Anm. In der Entscheidung vom 23.06.2010 hatte der 6. Senat ausgeführt, dass der Kapitaleinsatz in Senior-Junior-Konstellation nicht zwingend erforderlich sei und damit dieses Kriterium deutlich geringer als das LSG gewichtet.

Das Unternehmensrisiko sei aber vor allem deswegen ausgeschlossen, weil dem Juniorpartner das Verlustrisiko durch die Freistellung im Innenverhältnis vollständig genommen wurde. Das Risiko, schlicht wenig bis gar nicht zu verdienen, war für das LSG nicht ausreichend. Es müsste auch das Risiko für im Vorfeld getätigte betriebliche Investitionen, die sich nicht amortisieren, getragen werden.

Die Möglichkeit einer Abfindung nach Ablauf von zwei Jahren war für das LSG kein Kriterium, die Konstellation anders zu bewerten. Es handele sich hierbei im Grunde um eine nicht unübliche Provision.

Anm. Der 6. Senat des BSG wertet die Beteiligung des Junior-Partners am Good-Will und die Abfindung für selbigen als Kriterium für eine Selbstständigkeit und damit das Vorliegen einer Berufsausübungsgemeinschaft.

Fazit

Wie bereits der 6. Senat des BSG steht auch in dieser Entscheidung für die selbstständige Tätigkeit im Vordergrund, dass der Partner ein eigenes Verlustrisiko trägt. Soweit nichts Neues.

Es bleibt jedoch abzuwarten, ob die Beteiligung am Kapital für die sozialversicherungsrechtlichen Senate der Sozialgerichte eine größere Bedeutung einnimmt, als es für die vertragsarztrechtlichen Senate bislang der Fall gewesen ist. Die sichere Variante wäre eine Beteiligung des Juniorpartners an einem zumindest kleinen Teil des Gesellschaftsvermögens von Beginn an.

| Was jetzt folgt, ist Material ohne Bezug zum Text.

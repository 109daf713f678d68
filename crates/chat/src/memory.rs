//! In-process stand-ins for the chat backend, the document change feed and the
//! prompt service. They back the demo binary and the runtime tests.
use std::collections::{HashMap, VecDeque};
use std::sync::atomic::{AtomicBool, AtomicUsize, Ordering};
use std::sync::{Arc, Mutex, MutexGuard, PoisonError, Weak};
use std::time::Duration;

use bubble_storage::SessionId;
use futures::FutureExt;
use serde_json::{Value, json};
use tokio::sync::mpsc;

use crate::dispatch::RemoteCall;
use crate::error::{BackendRejectedSnafu, ChatResult, PromptServiceSnafu, SubscriptionSnafu};
use crate::message::{Message, Payload, Role};
use crate::remote::{
    AppendMessageRequest, BoxFuture, ChangeEvent, ChangeFeed, ChangeKind, ChangeStream,
    ChatBackend, CreateSessionRequest, CreateSessionResponse, FeedError, FeedItem, PromptService,
    RemoteSession, SessionStatus, SubscriptionHandle, UserProfile,
};

fn lock<T>(mutex: &Mutex<T>) -> MutexGuard<'_, T> {
    mutex.lock().unwrap_or_else(PoisonError::into_inner)
}

struct Subscriber {
    session_id: SessionId,
    events: mpsc::UnboundedSender<FeedItem>,
}

#[derive(Default)]
struct FeedState {
    next_id: u64,
    subscribers: HashMap<u64, Subscriber>,
}

/// Change feed that fans documents out to in-process subscribers.
pub struct MemoryChangeFeed {
    state: Arc<Mutex<FeedState>>,
    available: AtomicBool,
}

impl Default for MemoryChangeFeed {
    fn default() -> Self {
        Self::new()
    }
}

impl MemoryChangeFeed {
    pub fn new() -> Self {
        Self {
            state: Arc::new(Mutex::new(FeedState::default())),
            available: AtomicBool::new(true),
        }
    }

    /// Sends a change to every subscriber of `session_id`; returns how many received it.
    pub fn publish(&self, session_id: &SessionId, kind: ChangeKind, document: Value) -> usize {
        self.deliver(session_id, || {
            Ok(ChangeEvent {
                kind,
                document: document.clone(),
            })
        })
    }

    /// Reports a subscription-level failure to every subscriber of `session_id`.
    pub fn fail(&self, session_id: &SessionId, message: impl Into<String>) -> usize {
        let message = message.into();
        self.deliver(session_id, || {
            Err(FeedError {
                message: message.clone(),
            })
        })
    }

    /// Drops every subscription of `session_id` from the feed side.
    pub fn disconnect(&self, session_id: &SessionId) {
        lock(&self.state)
            .subscribers
            .retain(|_, subscriber| subscriber.session_id != *session_id);
    }

    /// Makes further `subscribe` calls fail until re-enabled.
    pub fn set_available(&self, available: bool) {
        self.available.store(available, Ordering::SeqCst);
    }

    pub fn subscriber_count(&self, session_id: &SessionId) -> usize {
        lock(&self.state)
            .subscribers
            .values()
            .filter(|subscriber| subscriber.session_id == *session_id)
            .count()
    }

    pub fn total_subscribers(&self) -> usize {
        lock(&self.state).subscribers.len()
    }

    fn deliver(&self, session_id: &SessionId, item: impl Fn() -> FeedItem) -> usize {
        lock(&self.state)
            .subscribers
            .values()
            .filter(|subscriber| subscriber.session_id == *session_id)
            .filter(|subscriber| subscriber.events.send(item()).is_ok())
            .count()
    }
}

impl ChangeFeed for MemoryChangeFeed {
    fn subscribe(&self, session_id: &SessionId) -> ChatResult<ChangeStream> {
        if !self.available.load(Ordering::SeqCst) {
            return SubscriptionSnafu {
                stage: "memory-feed-subscribe",
                session_id: session_id.clone(),
                message: "change feed is unavailable".to_string(),
            }
            .fail();
        }

        let (events_tx, events_rx) = mpsc::unbounded_channel();
        let subscriber_id = {
            let mut state = lock(&self.state);
            state.next_id += 1;
            let subscriber_id = state.next_id;
            state.subscribers.insert(
                subscriber_id,
                Subscriber {
                    session_id: session_id.clone(),
                    events: events_tx,
                },
            );
            subscriber_id
        };

        let state: Weak<Mutex<FeedState>> = Arc::downgrade(&self.state);
        let handle = SubscriptionHandle::new(move || {
            if let Some(state) = state.upgrade() {
                lock(&state).subscribers.remove(&subscriber_id);
            }
        });
        Ok(ChangeStream::new(events_rx, handle))
    }
}

type Responder = dyn Fn(&str) -> String + Send + Sync;

struct BackendState {
    documents: HashMap<SessionId, Vec<Value>>,
    calls: Vec<RemoteCall>,
    failures: VecDeque<String>,
    next_session: u64,
    clock_seconds: i64,
}

struct BackendShared {
    feed: Arc<MemoryChangeFeed>,
    state: Mutex<BackendState>,
    responder: Box<Responder>,
}

impl BackendShared {
    fn stamp(state: &mut BackendState, message: &Message) -> Value {
        state.clock_seconds += 1;
        let mut entry = serde_json::to_value(message).unwrap_or_else(|_| json!({}));
        if let Some(object) = entry.as_object_mut() {
            object.insert(
                "timestamp".to_string(),
                json!({"_seconds": state.clock_seconds, "_nanoseconds": 0}),
            );
        }
        entry
    }

    /// Appends to the stored document and broadcasts the whole document as `modified`.
    fn append_and_publish(&self, session_id: &SessionId, message: &Message) -> bool {
        let document = {
            let mut state = lock(&self.state);
            let entry = Self::stamp(&mut state, message);
            let Some(messages) = state.documents.get_mut(session_id) else {
                return false;
            };
            messages.push(entry);
            json!({"id": session_id.as_str(), "messages": messages.clone()})
        };
        self.feed
            .publish(session_id, ChangeKind::Modified, document);
        true
    }

    fn take_failure(&self) -> Option<String> {
        lock(&self.state).failures.pop_front()
    }
}

/// Chat backend that keeps session documents in memory and answers every human
/// message with an AI message delivered through the change feed.
pub struct MemoryChatBackend {
    shared: Arc<BackendShared>,
    reply_latency: Duration,
    auto_reply: bool,
}

impl MemoryChatBackend {
    pub fn new(feed: Arc<MemoryChangeFeed>) -> Self {
        Self {
            shared: Arc::new(BackendShared {
                feed,
                state: Mutex::new(BackendState {
                    documents: HashMap::new(),
                    calls: Vec::new(),
                    failures: VecDeque::new(),
                    next_session: 1,
                    clock_seconds: 0,
                }),
                responder: Box::new(|text: &str| format!("You said: {text}")),
            }),
            reply_latency: Duration::from_millis(250),
            auto_reply: true,
        }
    }

    pub fn with_reply_latency(mut self, latency: Duration) -> Self {
        self.reply_latency = latency;
        self
    }

    pub fn without_auto_reply(mut self) -> Self {
        self.auto_reply = false;
        self
    }

    /// Queues a rejection for the next backend call.
    pub fn fail_next(&self, message: impl Into<String>) {
        lock(&self.shared.state).failures.push_back(message.into());
    }

    pub fn calls(&self) -> Vec<RemoteCall> {
        lock(&self.shared.state).calls.clone()
    }

    pub fn document(&self, session_id: &SessionId) -> Option<Vec<Value>> {
        lock(&self.shared.state).documents.get(session_id).cloned()
    }

    /// Appends an AI reply to a stored session and publishes the change.
    pub fn push_reply(&self, session_id: &SessionId, text: &str) -> bool {
        let reply = Message {
            role: Role::Ai,
            message_type: None,
            payload: Payload::text(text),
            timestamp: None,
        };
        self.shared.append_and_publish(session_id, &reply)
    }

    fn schedule_reply(&self, session_id: SessionId, prompt: Option<String>) {
        if !self.auto_reply {
            return;
        }

        let shared = self.shared.clone();
        let latency = self.reply_latency;
        tokio::spawn(async move {
            tokio::time::sleep(latency).await;
            let text = (shared.responder)(prompt.as_deref().unwrap_or_default());
            let reply = Message {
                role: Role::Ai,
                message_type: None,
                payload: Payload::text(text),
                timestamp: None,
            };
            if !shared.append_and_publish(&session_id, &reply) {
                tracing::warn!(session_id = %session_id, "reply target session vanished");
            }
        });
    }
}

impl ChatBackend for MemoryChatBackend {
    fn create_session(
        &self,
        request: CreateSessionRequest,
    ) -> BoxFuture<'_, ChatResult<CreateSessionResponse>> {
        async move {
            lock(&self.shared.state)
                .calls
                .push(RemoteCall::CreateSession(request.clone()));
            if let Some(message) = self.shared.take_failure() {
                return BackendRejectedSnafu {
                    stage: "memory-create-session",
                    operation: "create-session",
                    message,
                }
                .fail();
            }

            let (session_id, messages) = {
                let mut state = lock(&self.shared.state);
                let session_id = SessionId::parse(&format!("session-{}", state.next_session))
                    .unwrap_or_else(|_| SessionId::new_v7());
                state.next_session += 1;
                let entry = BackendShared::stamp(&mut state, &request.message);
                state.documents.insert(session_id.clone(), vec![entry]);
                let messages = state
                    .documents
                    .get(&session_id)
                    .cloned()
                    .unwrap_or_default();
                (session_id, messages)
            };

            tracing::debug!(session_id = %session_id, user = %request.user.id, "created session");
            self.schedule_reply(session_id.clone(), request.message.text().map(str::to_string));

            Ok(CreateSessionResponse {
                status: SessionStatus::Created,
                data: RemoteSession {
                    id: session_id,
                    messages,
                },
            })
        }
        .boxed()
    }

    fn append_message(&self, request: AppendMessageRequest) -> BoxFuture<'_, ChatResult<()>> {
        async move {
            lock(&self.shared.state)
                .calls
                .push(RemoteCall::AppendMessage(request.clone()));
            if let Some(message) = self.shared.take_failure() {
                return BackendRejectedSnafu {
                    stage: "memory-append-message",
                    operation: "append-message",
                    message,
                }
                .fail();
            }

            if !self
                .shared
                .append_and_publish(&request.session_id, &request.message)
            {
                return BackendRejectedSnafu {
                    stage: "memory-append-message",
                    operation: "append-message",
                    message: format!("unknown session '{}'", request.session_id),
                }
                .fail();
            }

            self.schedule_reply(
                request.session_id.clone(),
                request.message.text().map(str::to_string),
            );
            Ok(())
        }
        .boxed()
    }
}

/// Prompt service returning a fixed answer.
pub struct MemoryPromptService {
    response: Result<String, String>,
    requests: AtomicUsize,
}

impl MemoryPromptService {
    pub fn new(text: impl Into<String>) -> Self {
        Self {
            response: Ok(text.into()),
            requests: AtomicUsize::new(0),
        }
    }

    pub fn failing(message: impl Into<String>) -> Self {
        Self {
            response: Err(message.into()),
            requests: AtomicUsize::new(0),
        }
    }

    pub fn requests(&self) -> usize {
        self.requests.load(Ordering::SeqCst)
    }
}

impl PromptService for MemoryPromptService {
    fn generate_prompts<'a>(
        &'a self,
        profile: &'a UserProfile,
    ) -> BoxFuture<'a, ChatResult<String>> {
        async move {
            self.requests.fetch_add(1, Ordering::SeqCst);
            tracing::debug!(user = %profile.id, "generating prompts");
            match &self.response {
                Ok(text) => Ok(text.clone()),
                Err(message) => PromptServiceSnafu {
                    stage: "memory-generate-prompts",
                    message: message.clone(),
                }
                .fail(),
            }
        }
        .boxed()
    }
}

Sicherheit besteht jedenfalls nicht durch eine Genehmigung der Berufsausübungsgemein­schaft durch den Zulassungsausschuss. Wer ganz sicher gehen möchte, kann aber vorab bei der Rentenversicherung den sozialversicherungsrechtlichen Status gem. § 7a Abs. 1 Satz 1 SGB IV prüfen lassen.